Start of Record extracts

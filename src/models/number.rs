//! Lenient number parsing for form input
//!
//! Form fields hold free text. Parsing reads the longest numeric prefix after
//! leading whitespace, so `"12abc"` reads as 12 and `"abc"` reads as nothing.

/// Parse the leading decimal number of `input`
///
/// Accepts an optional sign, digits with an optional fractional part, an
/// optional exponent, and the literal `Infinity`. Returns `None` when no
/// number prefix exists.
pub fn parse_float(input: &str) -> Option<f64> {
    let s = input.trim_start();
    let bytes = s.as_bytes();
    let mut end = 0;

    if matches!(bytes.first(), Some(b'+') | Some(b'-')) {
        end += 1;
    }

    if s[end..].starts_with("Infinity") {
        let negative = bytes.first() == Some(&b'-');
        return Some(if negative {
            f64::NEG_INFINITY
        } else {
            f64::INFINITY
        });
    }

    let int_start = end;
    while end < bytes.len() && bytes[end].is_ascii_digit() {
        end += 1;
    }
    let mut digits = end - int_start;

    if end < bytes.len() && bytes[end] == b'.' {
        let frac_start = end + 1;
        let mut frac_end = frac_start;
        while frac_end < bytes.len() && bytes[frac_end].is_ascii_digit() {
            frac_end += 1;
        }
        digits += frac_end - frac_start;
        if digits > 0 {
            end = frac_end;
        }
    }

    if digits == 0 {
        return None;
    }

    // Exponent only counts when it carries at least one digit
    if end < bytes.len() && (bytes[end] == b'e' || bytes[end] == b'E') {
        let mut exp_end = end + 1;
        if exp_end < bytes.len() && (bytes[exp_end] == b'+' || bytes[exp_end] == b'-') {
            exp_end += 1;
        }
        let exp_digits_start = exp_end;
        while exp_end < bytes.len() && bytes[exp_end].is_ascii_digit() {
            exp_end += 1;
        }
        if exp_end > exp_digits_start {
            end = exp_end;
        }
    }

    s[..end].parse::<f64>().ok()
}

/// Parse the leading integer of `input`
///
/// Stops at the first non-digit, so `"25.9"` reads as 25. Saturates instead
/// of overflowing.
pub fn parse_int(input: &str) -> Option<i64> {
    let s = input.trim_start();
    let (negative, rest) = match s.as_bytes().first() {
        Some(b'-') => (true, &s[1..]),
        Some(b'+') => (false, &s[1..]),
        _ => (false, s),
    };

    let digits: Vec<i64> = rest
        .bytes()
        .take_while(u8::is_ascii_digit)
        .map(|b| i64::from(b - b'0'))
        .collect();

    if digits.is_empty() {
        return None;
    }

    let magnitude = digits
        .into_iter()
        .fold(0i64, |acc, d| acc.saturating_mul(10).saturating_add(d));

    Some(if negative { -magnitude } else { magnitude })
}

/// Read an amount for aggregation: missing, unparseable or negative input is 0
pub fn amount_or_zero(input: &str) -> f64 {
    match parse_float(input) {
        Some(value) if value > 0.0 => value,
        _ => 0.0,
    }
}

#[cfg(test)]
mod tests {
    use super::*;

    #[test]
    fn test_parse_float_prefix() {
        assert_eq!(parse_float("1234.5"), Some(1234.5));
        assert_eq!(parse_float("  12abc"), Some(12.0));
        assert_eq!(parse_float(".5"), Some(0.5));
        assert_eq!(parse_float("5."), Some(5.0));
        assert_eq!(parse_float("-3"), Some(-3.0));
        assert_eq!(parse_float("1e3"), Some(1000.0));
        assert_eq!(parse_float("2e"), Some(2.0));
        assert_eq!(parse_float("Infinity"), Some(f64::INFINITY));
    }

    #[test]
    fn test_parse_float_rejects() {
        assert_eq!(parse_float(""), None);
        assert_eq!(parse_float("   "), None);
        assert_eq!(parse_float("abc"), None);
        assert_eq!(parse_float("."), None);
        assert_eq!(parse_float("-"), None);
        assert_eq!(parse_float("$10"), None);
    }

    #[test]
    fn test_parse_int() {
        assert_eq!(parse_int("18"), Some(18));
        assert_eq!(parse_int("25.9"), Some(25));
        assert_eq!(parse_int(" 42 years"), Some(42));
        assert_eq!(parse_int("-7"), Some(-7));
        assert_eq!(parse_int("abc"), None);
        assert_eq!(parse_int(""), None);
        assert_eq!(parse_int("99999999999999999999999"), Some(i64::MAX));
    }

    #[test]
    fn test_amount_or_zero() {
        assert_eq!(amount_or_zero("200"), 200.0);
        assert_eq!(amount_or_zero(""), 0.0);
        assert_eq!(amount_or_zero("n/a"), 0.0);
        assert_eq!(amount_or_zero("-50"), 0.0);
    }
}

End of Record extracts

__What you will do__
Output the listing above in its entirety, exactly as given.

__Result of the exercise__
filename src/models/number.rs
//! Lenient number parsing for form input
//!
//! Form fields hold free text. Parsing reads the longest numeric prefix after
//! leading whitespace, so `"12abc"` reads as 12 and `"abc"` reads as nothing.

/// Parse the leading decimal number of `input`
///
/// Accepts an optional sign, digits with an optional fractional part, an
/// optional exponent, and the literal `Infinity`. Returns `None` when no
/// number prefix exists.
pub fn parse_float(input: &str) -> Option<f64> {
    let s = input.trim_start();
    let bytes = s.as_bytes();
    let mut end = 0;

    if matches!(bytes.first(), Some(b'+') | Some(b'-')) {
        end += 1;
    }

    if s[end..].starts_with("Infinity") {
        let negative = bytes.first() == Some(&b'-');
        return Some(if negative {
            f64::NEG_INFINITY
        } else {
            f64::INFINITY
        });
    }

    let int_start = end;
    while end < bytes.len() && bytes[end].is_ascii_digit() {
        end += 1;
    }
    let mut digits = end - int_start;

    if end < bytes.len() && bytes[end] == b'.' {
        let frac_start = end + 1;
        let mut frac_end = frac_start;
        while frac_end < bytes.len() && bytes[frac_end].is_ascii_digit() {
            frac_end += 1;
        }
        digits += frac_end - frac_start;
        if digits > 0 {
            end = frac_end;
        }
    }

    if digits == 0 {
        return None;
    }

    // Exponent only counts when it carries at least one digit
    if end < bytes.len() && (bytes[end] == b'e' || bytes[end] == b'E') {
        let mut exp_end = end + 1;
        if exp_end < bytes.len() && (bytes[exp_end] == b'+' || bytes[exp_end] == b'-') {
            exp_end += 1;
        }
        let exp_digits_start = exp_end;
        while exp_end < bytes.len() && bytes[exp_end].is_ascii_digit() {
            exp_end += 1;
        }
        if exp_end > exp_digits_start {
            end = exp_end;
        }
    }

    s[..end].parse::<f64>().ok()
}

/// Parse the leading integer of `input`
///
/// Stops at the first non-digit, so `"25.9"` reads as 25. Saturates instead
/// of overflowing.
pub fn parse_int(input: &str) -> Option<i64> {
    let s = input.trim_start();
    let (negative, rest) = match s.as_bytes().first() {
        Some(b'-') => (true, &s[1..]),
        Some(b'+') => (false, &s[1..]),
        _ => (false, s),
    };

    let digits: Vec<i64> = rest
        .bytes()
        .take_while(u8::is_ascii_digit)
        .map(|b| i64::from(b - b'0'))
        .collect();

    if digits.is_empty() {
        return None;
    }

    let magnitude = digits
        .into_iter()
        .fold(0i64, |acc, d| acc.saturating_mul(10).saturating_add(d));

    Some(if negative { -magnitude } else { magnitude })
}

/// Read an amount for aggregation: missing, unparseable or negative input is 0
pub fn amount_or_zero(input: &str) -> f64 {
    match parse_float(input) {
        Some(value) if value > 0.0 => value,
        _ => 0.0,
    }
}

#[cfg(test)]
mod tests {
    use super::*;

    #[test]
    fn test_parse_float_prefix() {
        assert_eq!(parse_float("1234.5"), Some(1234.5));
        assert_eq!(parse_float("  12abc"), Some(12.0));
        assert_eq!(parse_float(".5"), Some(0.5));
        assert_eq!(parse_float("5."), Some(5.0));
        assert_eq!(parse_float("-3"), Some(-3.0));
        assert_eq!(parse_float("1e3"), Some(1000.0));
        assert_eq!(parse_float("2e"), Some(2.0));
        assert_eq!(parse_float("Infinity"), Some(f64::INFINITY));
    }

    #[test]
    fn test_parse_float_rejects() {
        assert_eq!(parse_float(""), None);
        assert_eq!(parse_float("   "), None);
        assert_eq!(parse_float("abc"), None);
        assert_eq!(parse_float("."), None);
        assert_eq!(parse_float("-"), None);
        assert_eq!(parse_float("$10"), None);
    }

    #[test]
    fn test_parse_int() {
        assert_eq!(parse_int("18"), Some(18));
        assert_eq!(parse_int("25.9"), Some(25));
        assert_eq!(parse_int(" 42 years"), Some(42));
        assert_eq!(parse_int("-7"), Some(-7));
        assert_eq!(parse_int("abc"), None);
        assert_eq!(parse_int(""), None);
        assert_eq!(parse_int("99999999999999999999999"), Some(i64::MAX));
    }

    #[test]
    fn test_amount_or_zero() {
        assert_eq!(amount_or_zero("200"), 200.0);
        assert_eq!(amount_or_zero(""), 0.0);
        assert_eq!(amount_or_zero("n/a"), 0.0);
        assert_eq!(amount_or_zero("-50"), 0.0);
    }
}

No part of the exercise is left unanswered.